Vocabulary Word of the Day: Subdural Empyema

Day 2 in the PICU.

Nora is still resting, getting a lot of IV antibiotics and frequent pain medications. When she wakes it is clear that she is still uncomfortable, so she gets dosed with more pain meds that put her back to sleep. She isn't eating much - or doing much of anything - right now.

She had another CT scan this morning. The neurosurgeon was pleased with how it looked. It appeared that the drain he put in the subdural cavity (area between the brain and skull) removed a lot of the fluid that was building here. Now it is just a question of why there was fluid there. It could be that the infection caused a buildup of fluid in that area, or it could be that by reducing the pressure in the right ventricle, the ventricle has become smaller and the brain is pulling away from the skull, leaving a space that will be filled with fluid. Option 1 is quite serious because it means she has an infection of the CSF which must be carefully treated otherwise there can be really terrible outcomes. Option 2 is also serious since it means she would probably need a shunt surgically installed now to drain the fluid from the subdural area. We will probably not get a real clear answer anyway, so I think that both options will be addressed.
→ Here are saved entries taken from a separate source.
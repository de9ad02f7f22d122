//! Linedef flag bits and the small numeric "special" vocabularies a
//! vanilla-format level needs. Modern source ports define twenty-odd line
//! flags; this transcoder's output only ever sets five of them, so only
//! those are reproduced here.

bitflags::bitflags! {
	#[derive(Debug, Clone, Copy, PartialEq, Eq)]
	pub struct LineFlags: u16 {
		const BLOCKING = 0x0001;
		const TWO_SIDED = 0x0004;
		const UNPEG_LOW = 0x0010;
		const SECRET = 0x0020;
		const BLOCK_SOUND = 0x0040;
	}
}

/// Sector `special` values (`ST_*`).
pub struct SectorSpecial;

impl SectorSpecial {
	pub const NORMAL: u16 = 0;
	pub const SLIME10: u16 = 5;
	pub const SLIME5: u16 = 7;
	pub const SECRET: u16 = 9;
	pub const SLIME20: u16 = 16;
}

/// Linedef `special` (action) values (`LT_*`).
pub struct LineSpecial;

impl LineSpecial {
	pub const NORMAL: u16 = 0;
	pub const DOOR: u16 = 1;
	pub const EXIT: u16 = 11;
	pub const DOOR_BLUE: u16 = 26;
	pub const DOOR_YELLOW: u16 = 27;
	pub const DOOR_RED: u16 = 28;
	pub const SECRET_EXIT: u16 = 51;
	pub const TELEPORT: u16 = 97;
	pub const SWITCH: u16 = 103;
	pub const DOOR_FAST: u16 = 117;
	pub const SECRET: u16 = 118;
	pub const DOOR_RED_CARD: u16 = 14407;
	pub const DOOR_BLUE_CARD: u16 = 14471;
	pub const DOOR_YELLOW_CARD: u16 = 14535;
	pub const DOOR_RED_SKULL: u16 = 14599;
	pub const DOOR_BLUE_SKULL: u16 = 14663;
	pub const DOOR_YELLOW_SKULL: u16 = 14727;
}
The brain is a very sensitive system where pressure changes in any one area affect the whole thing (remember PV=nRT?). So, it is quite complicated. I am thinking I should have paid closer attention in Fluid Dynamics!

We are working on getting a schedule set up assuming we are going to be in this thing for the next while. I really want to have someone here 24 hours with Nora so when she wakes she sees a familiar face. Andy and I probably can't sustain 12 hour shifts for 3 or more weeks straight, so our parents will pick up some shifts to make it easier. Andy will do nights. He doesn't mind it. I stayed here last night and it wasn't too bad, but I have an awful ache in my neck from this recliner I slept in. They have rooms with beds available, but I would prefer to stay in her room so I can be there when she gets woken by the nurse every couple hours.